Although not possible for other localities, our temporal sampling for RSSR allowed us to further explore this discrepancy across different time periods: 2009 (N = 11) and 2017 (N = 12). We then fitted locus-specific clines among years (Fig. 5c) and compared those with range-wide expectations (Fig. 5b). We found little qualitative change in the overall distribution, save for four outliers in 2017, suggesting further breakdown of clinal expectations over time. Even though we cannot evaluate this trend range-wide, we suggest that further study examine the persistence versus breakdown of genetic purity by using a consistent genetic assay as a part of ongoing monitoring efforts.

Testing dimensions of anthropogenic pressure

Among sites showing varying levels of hybridization (N = 10; Table 2), only the consumptive water use (=USE) was significantly corelated with a decline in genetic purity (r2 = 0.444; adjusted r2 = 0.375; p = 0.035; see Fig. S5). The connectivity status index (CSI) showed a weak but nonsignificant positive relationship (i.e., increased connectivity = increased genetic purity; r2 = 0.02; adjusted r2 = −0.103; p = 0.7). However, we caution that sample sizes were notably low (N = 10) after sites were reduced to those containing hybrids and which could be assigned pressure indices (see Fig. S6 for reach assignments), thus urge that these results be interpreted accordingly.

Discussion

We found strong evidence for contemporary hybridization among G. cypha and G. robusta extending beyond their regions of sympatry. These results refine rather than conflict with previous studies employing “legacy” genetic markers (Douglas and Douglas 2007; Dowling and DeMarais 1993; Gerber et al. 2001), and complement contemporary work (Bohn et al. 2019). In addition, these results broaden our understanding of each species and their evolutionary histories, as well as the trajectory of their ongoing evolutionary change in the face of extensive anthropogenic modifications.

Species boundaries and reproductive isolation in Gila

Our survey of the nuclear genome suggested that contemporary hybridization between our study species is occurring where sympatric, as interpreted from several lines of evidence: the coincidence and shape of our genomic clines; the pervasive signal of genealogical assignment to early-generation hybrid classes; and signatures of selection antagonistic to interspecific heterozygous genotypes.

We interpret this hybridization as following historical isolation, particularly given the coexistence of study species since at least the mid-Pliocene (Uyeno and Miller 1965; Spencer et al. 2008). In addition, past studies have shown sustained morphological divergence displayed in sympatry (Douglas et al. 1989; McElroy and Douglas 1995), although we note that contemporary evaluations are conspicuously absent. This suggests that genetic exchange is ongoing despite, rather than in the absence of, reproductive isolation.

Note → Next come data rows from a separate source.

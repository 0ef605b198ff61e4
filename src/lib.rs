//! Clientlib cache - bundled, compressed and cached script/style assets
//!
//! Builds clientlib bundles on demand into a persistent cache, with at most
//! one build per cache entry in flight, and serves them from there.

pub mod asset;
pub mod cache;
pub mod cli;
pub mod config;
pub mod error;
pub mod pipeline;
pub mod service;

pub use error::{ClientlibError, ClientlibResult};
pub use pipeline::Encoding;
pub use service::{ClientlibService, ContentHints};
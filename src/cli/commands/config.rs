//! Config command - show or initialize configuration

use crate::cli::args::{ConfigAction, ConfigArgs};
use crate::config::{Config, ConfigManager};
use crate::error::ClientlibResult;
use console::style;

/// Execute the config command
pub async fn execute(
    args: ConfigArgs,
    config: &Config,
    manager: &ConfigManager,
) -> ClientlibResult<()> {
    match args.action {
        None | Some(ConfigAction::Show) => show_config(config)?,
        Some(ConfigAction::Path) => println!("{}", manager.path().display()),
        Some(ConfigAction::Init { force }) => init_config(manager, force).await?,
    }

    Ok(())
}

fn show_config(config: &Config) -> ClientlibResult<()> {
    println!("{}", toml::to_string_pretty(config)?);
    println!(
        "{} cache store at {}",
        style("#").dim(),
        ConfigManager::cache_dir(config).display()
    );
    Ok(())
}

async fn init_config(manager: &ConfigManager, force: bool) -> ClientlibResult<()> {
    let path = manager.path();

    if path.exists() && !force {
        println!(
            "{} Config already exists at {}",
            style("[!!]").yellow(),
            path.display()
        );
        println!("     {}", style("Use --force to overwrite").dim());
        return Ok(());
    }

    manager.save(&Config::default()).await?;
    println!(
        "{} Configuration initialized at {}",
        style("[OK]").green(),
        path.display()
    );

    Ok(())
}
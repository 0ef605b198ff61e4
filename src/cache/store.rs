//! Cache stores
//!
//! A store persists built artifacts with their metadata. Writes are staged:
//! [`CacheStore::begin`] hands out a writer that only replaces the entry on
//! [`EntryWriter::commit`], so an aborted build never leaves partial content
//! behind.

use crate::cache::entry::EntryMetadata;
use crate::cache::key::CacheKey;
use crate::error::{ClientlibError, ClientlibResult};
use async_trait::async_trait;
use std::collections::HashMap;
use std::io::ErrorKind;
use std::path::{Component, Path, PathBuf};
use std::sync::{Arc, RwLock};
use tokio::fs;
use tokio::io::{AsyncRead, AsyncWriteExt};
use tokio::runtime::Handle;
use tracing::{debug, warn};

/// Reader over a stored artifact
pub type EntryReader = Box<dyn AsyncRead + Send + Unpin>;

/// Persistence for built artifacts
#[async_trait]
pub trait CacheStore: Send + Sync {
    /// Metadata of the entry at `key`, if any
    async fn get(&self, key: &CacheKey) -> ClientlibResult<Option<EntryMetadata>>;

    /// Open the content of the entry at `key`, if any
    async fn open(&self, key: &CacheKey) -> ClientlibResult<Option<EntryReader>>;

    /// Start writing a new entry at `key`
    async fn begin(&self, key: &CacheKey) -> ClientlibResult<Box<dyn EntryWriter>>;

    /// Remove the entry at `key`, returning whether one existed
    async fn delete(&self, key: &CacheKey) -> ClientlibResult<bool>;
}

/// Staged write of one cache entry
#[async_trait]
pub trait EntryWriter: Send {
    /// Append content
    async fn write_chunk(&mut self, chunk: &[u8]) -> ClientlibResult<()>;

    /// Replace the entry with the staged content and `metadata`
    async fn commit(self: Box<Self>, metadata: &EntryMetadata) -> ClientlibResult<()>;

    /// Discard the staged content
    async fn abort(self: Box<Self>);
}

/// Store keeping entries as files below a base directory
///
/// The key `/var/cache/clientlibs/app.js.gzip` lives at
/// `<base>/var/cache/clientlibs/app.js.gzip` with its metadata in
/// `app.js.gzip.meta.json` next to it.
#[derive(Debug, Clone)]
pub struct FsCacheStore {
    base: PathBuf,
}

impl FsCacheStore {
    /// Create a store below `base`
    pub fn new(base: impl Into<PathBuf>) -> Self {
        Self { base: base.into() }
    }

    /// Base directory
    pub fn base(&self) -> &Path {
        &self.base
    }

    fn data_path(&self, key: &CacheKey) -> ClientlibResult<PathBuf> {
        let relative = Path::new(key.as_str().trim_start_matches('/'));
        let valid = relative.components().next().is_some()
            && relative
                .components()
                .all(|c| matches!(c, Component::Normal(_)));
        if !valid {
            return Err(ClientlibError::InvalidKey(key.to_string()));
        }
        Ok(self.base.join(relative))
    }

    fn meta_path(data: &Path) -> PathBuf {
        let mut name = data.file_name().unwrap_or_default().to_os_string();
        name.push(".meta.json");
        data.with_file_name(name)
    }
}

#[async_trait]
impl CacheStore for FsCacheStore {
    async fn get(&self, key: &CacheKey) -> ClientlibResult<Option<EntryMetadata>> {
        let data = self.data_path(key)?;
        let meta = Self::meta_path(&data);

        let content = match fs::read_to_string(&meta).await {
            Ok(content) => content,
            Err(e) if e.kind() == ErrorKind::NotFound => return Ok(None),
            Err(e) => {
                return Err(ClientlibError::io(
                    format!("reading cache metadata {}", meta.display()),
                    e,
                ))
            }
        };

        if !fs::try_exists(&data).await.unwrap_or(false) {
            debug!("Cache entry {} has metadata but no content", key);
            return Ok(None);
        }

        // Unreadable metadata makes the entry invalid, the next build replaces it
        match serde_json::from_str(&content) {
            Ok(metadata) => Ok(Some(metadata)),
            Err(e) => {
                warn!("Ignoring corrupt cache metadata {}: {}", meta.display(), e);
                Ok(None)
            }
        }
    }

    async fn open(&self, key: &CacheKey) -> ClientlibResult<Option<EntryReader>> {
        let data = self.data_path(key)?;
        match fs::File::open(&data).await {
            Ok(file) => Ok(Some(Box::new(file))),
            Err(e) if e.kind() == ErrorKind::NotFound => Ok(None),
            Err(e) => Err(ClientlibError::io(
                format!("opening cache entry {}", data.display()),
                e,
            )),
        }
    }

    async fn begin(&self, key: &CacheKey) -> ClientlibResult<Box<dyn EntryWriter>> {
        let data = self.data_path(key)?;
        let parent = data
            .parent()
            .map(Path::to_path_buf)
            .ok_or_else(|| ClientlibError::InvalidKey(key.to_string()))?;

        fs::create_dir_all(&parent).await.map_err(|e| {
            ClientlibError::io(format!("creating cache folder {}", parent.display()), e)
        })?;

        let staging = parent.join(format!(
            ".{}.{}.tmp",
            data.file_name().unwrap_or_default().to_string_lossy(),
            uuid::Uuid::new_v4().simple()
        ));
        let file = fs::File::create(&staging).await.map_err(|e| {
            ClientlibError::io(format!("creating staging file {}", staging.display()), e)
        })?;

        debug!("Staging cache entry {} in {}", key, staging.display());
        Ok(Box::new(FsEntryWriter {
            file: Some(file),
            staging,
            data,
            finished: false,
        }))
    }

    async fn delete(&self, key: &CacheKey) -> ClientlibResult<bool> {
        let data = self.data_path(key)?;
        let meta = Self::meta_path(&data);

        let mut existed = false;
        for path in [&meta, &data] {
            match fs::remove_file(path).await {
                Ok(()) => existed = true,
                Err(e) if e.kind() == ErrorKind::NotFound => {}
                Err(e) => {
                    return Err(ClientlibError::io(
                        format!("removing cache file {}", path.display()),
                        e,
                    ))
                }
            }
        }

        if existed {
            debug!("Deleted cache entry {}", key);
        }
        Ok(existed)
    }
}

struct FsEntryWriter {
    file: Option<fs::File>,
    staging: PathBuf,
    data: PathBuf,
    finished: bool,
}

impl FsEntryWriter {
    async fn write_metadata(&self, metadata: &EntryMetadata) -> ClientlibResult<()> {
        let meta = FsCacheStore::meta_path(&self.data);
        let staged_meta = meta.with_extension("json.tmp");
        let content = serde_json::to_string_pretty(metadata)?;

        fs::write(&staged_meta, content).await.map_err(|e| {
            ClientlibError::io(format!("writing cache metadata {}", meta.display()), e)
        })?;
        fs::rename(&staged_meta, &meta).await.map_err(|e| {
            ClientlibError::io(format!("replacing cache metadata {}", meta.display()), e)
        })
    }
}

#[async_trait]
impl EntryWriter for FsEntryWriter {
    async fn write_chunk(&mut self, chunk: &[u8]) -> ClientlibResult<()> {
        let file = self
            .file
            .as_mut()
            .ok_or_else(|| ClientlibError::Internal("entry writer already closed".to_string()))?;
        file.write_all(chunk).await.map_err(|e| {
            ClientlibError::io(format!("writing {}", self.staging.display()), e)
        })
    }

    async fn commit(mut self: Box<Self>, metadata: &EntryMetadata) -> ClientlibResult<()> {
        if let Some(mut file) = self.file.take() {
            file.flush()
                .await
                .map_err(|e| ClientlibError::io("flushing staged cache entry", e))?;
            file.sync_all()
                .await
                .map_err(|e| ClientlibError::io("syncing staged cache entry", e))?;
        }

        // Without metadata the entry reads as absent while content is swapped
        let meta = FsCacheStore::meta_path(&self.data);
        if let Err(e) = fs::remove_file(&meta).await {
            if e.kind() != ErrorKind::NotFound {
                return Err(ClientlibError::io(
                    format!("removing cache metadata {}", meta.display()),
                    e,
                ));
            }
        }

        fs::rename(&self.staging, &self.data).await.map_err(|e| {
            ClientlibError::io(format!("replacing cache entry {}", self.data.display()), e)
        })?;
        self.finished = true;

        self.write_metadata(metadata).await
    }

    async fn abort(mut self: Box<Self>) {
        drop(self.file.take());
        if let Err(e) = fs::remove_file(&self.staging).await {
            if e.kind() != ErrorKind::NotFound {
                warn!(
                    "Failed to remove staging file {}: {}",
                    self.staging.display(),
                    e
                );
            }
        }
        self.finished = true;
    }
}

impl Drop for FsEntryWriter {
    fn drop(&mut self) {
        // Writer dropped mid-build, e.g. when the request was cancelled
        if self.finished {
            return;
        }
        drop(self.file.take());

        let staging = std::mem::take(&mut self.staging);
        match Handle::try_current() {
            Ok(handle) => {
                handle.spawn(async move {
                    if let Err(e) = fs::remove_file(&staging).await {
                        if e.kind() != ErrorKind::NotFound {
                            warn!("Failed to remove staging file {}: {}", staging.display(), e);
                        }
                    }
                });
            }
            Err(_) => {
                let _ = std::fs::remove_file(&staging);
            }
        }
    }
}

#[derive(Debug, Clone)]
struct StoredEntry {
    metadata: EntryMetadata,
    content: Vec<u8>,
}

type Entries = Arc<RwLock<HashMap<CacheKey, StoredEntry>>>;

/// Store keeping entries in memory
#[derive(Debug, Clone, Default)]
pub struct MemoryCacheStore {
    entries: Entries,
}

impl MemoryCacheStore {
    /// Create an empty store
    pub fn new() -> Self {
        Self::default()
    }

    /// Number of stored entries
    pub fn len(&self) -> usize {
        read_entries(&self.entries).len()
    }

    /// True when nothing is stored
    pub fn is_empty(&self) -> bool {
        self.len() == 0
    }
}

fn read_entries(
    entries: &Entries,
) -> std::sync::RwLockReadGuard<'_, HashMap<CacheKey, StoredEntry>> {
    entries.read().unwrap_or_else(|e| e.into_inner())
}

fn write_entries(
    entries: &Entries,
) -> std::sync::RwLockWriteGuard<'_, HashMap<CacheKey, StoredEntry>> {
    entries.write().unwrap_or_else(|e| e.into_inner())
}

#[async_trait]
impl CacheStore for MemoryCacheStore {
    async fn get(&self, key: &CacheKey) -> ClientlibResult<Option<EntryMetadata>> {
        Ok(read_entries(&self.entries)
            .get(key)
            .map(|entry| entry.metadata.clone()))
    }

    async fn open(&self, key: &CacheKey) -> ClientlibResult<Option<EntryReader>> {
        let content = read_entries(&self.entries)
            .get(key)
            .map(|entry| entry.content.clone());
        Ok(content.map(|c| Box::new(std::io::Cursor::new(c)) as EntryReader))
    }

    async fn begin(&self, key: &CacheKey) -> ClientlibResult<Box<dyn EntryWriter>> {
        Ok(Box::new(MemoryEntryWriter {
            entries: Arc::clone(&self.entries),
            key: key.clone(),
            content: Vec::new(),
        }))
    }

    async fn delete(&self, key: &CacheKey) -> ClientlibResult<bool> {
        Ok(write_entries(&self.entries).remove(key).is_some())
    }
}

struct MemoryEntryWriter {
    entries: Entries,
    key: CacheKey,
    content: Vec<u8>,
}

#[async_trait]
impl EntryWriter for MemoryEntryWriter {
    async fn write_chunk(&mut self, chunk: &[u8]) -> ClientlibResult<()> {
        self.content.extend_from_slice(chunk);
        Ok(())
    }

    async fn commit(self: Box<Self>, metadata: &EntryMetadata) -> ClientlibResult<()> {
        let MemoryEntryWriter {
            entries,
            key,
            content,
        } = *self;
        write_entries(&entries).insert(
            key,
            StoredEntry {
                metadata: metadata.clone(),
                content,
            },
        );
        Ok(())
    }

    async fn abort(self: Box<Self>) {}
}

Dowling and DeMarais (1993) suggested that hybridization between G. cypha and G. robusta may have contributed to the evolutionary persistence of each species by providing necessary adaptive genetic variation so as to withstand environmental fluctuations. We concur, and further note that this exchange is ongoing, with a substantial risk that contemporary habitat change will outpace the rate at which introgressed alleles are selectively “filtered.” If so, then continued habitat alteration could lead to a scenario in which genetic/demographic swamping contributes to local extirpations, or to eventual genetic homogenization of one species by the other (Todesco et al. 2016). This pattern is particularly evident in the asymmetric levels of introgression into G. cypha, a species of particular concern given its fragmentary distribution and reduced densities within the upper Colorado River Basin (e.g., Badame 2008; Francis et al. 2016; USFWS 2017).

To consider the plausibility of such a scenario in which environmental change leads to the dissolution of a species boundary, we must first consider how this boundary is itself structured. We do so by considering results of our genetic data within the context of those derived from species-specific morphology and life history. Several morphological evaluations have demonstrated that morphological distinctions among species can be blurred in sympatry (Douglas and Douglas 2007; Douglas et al. 2001; McElroy and Douglas 1995), although we note a need for such evaluations to be revisited, particularly given the contemporary timescale of hybridization as documented herein. This is likely the result of secondary admixture, rather than a prolonged (i.e., primary) divergence that lead to only weakly-differentiated species. Pliocene fossils demonstrate that morphological divergence of G. robusta and G. cypha predates major geomorphic and tectonic events that could have triggered secondary contact. For example, the Upper Colorado River was segregated from the contemporary lower basin prior to the mid-Pliocene (McKee et al. 1967), with the uplifting of the Colorado Plateau diverting its flow into one or more Colorado Plateau lakes (Spencer et al. 2008). Flows were subsequently diverted by headwater erosion though the Grand Canyon, forming the modern course of the river. Fossil evidence implies that ecological divergence occurred during, or prior to this time, and was sufficient in strength to generate both morphological forms (Uyeno and Miller 1965). This suggests the existence of ecological conditions that reflect those to which the species are now adapted. In addition, numerous perturbations [i.e., tectonism, extreme drought (Meko et al. 2007)] also occurred during the interval between divergence and present, yet both species not only persisted but did so with some semblance of morphological continuity. Given this, one must again assume that an extant blurring of species boundaries is, at least in part, a contemporary occurrence. To test this hypothesis, we considered the ecological dimensions underlying adaptive differentiation in these species.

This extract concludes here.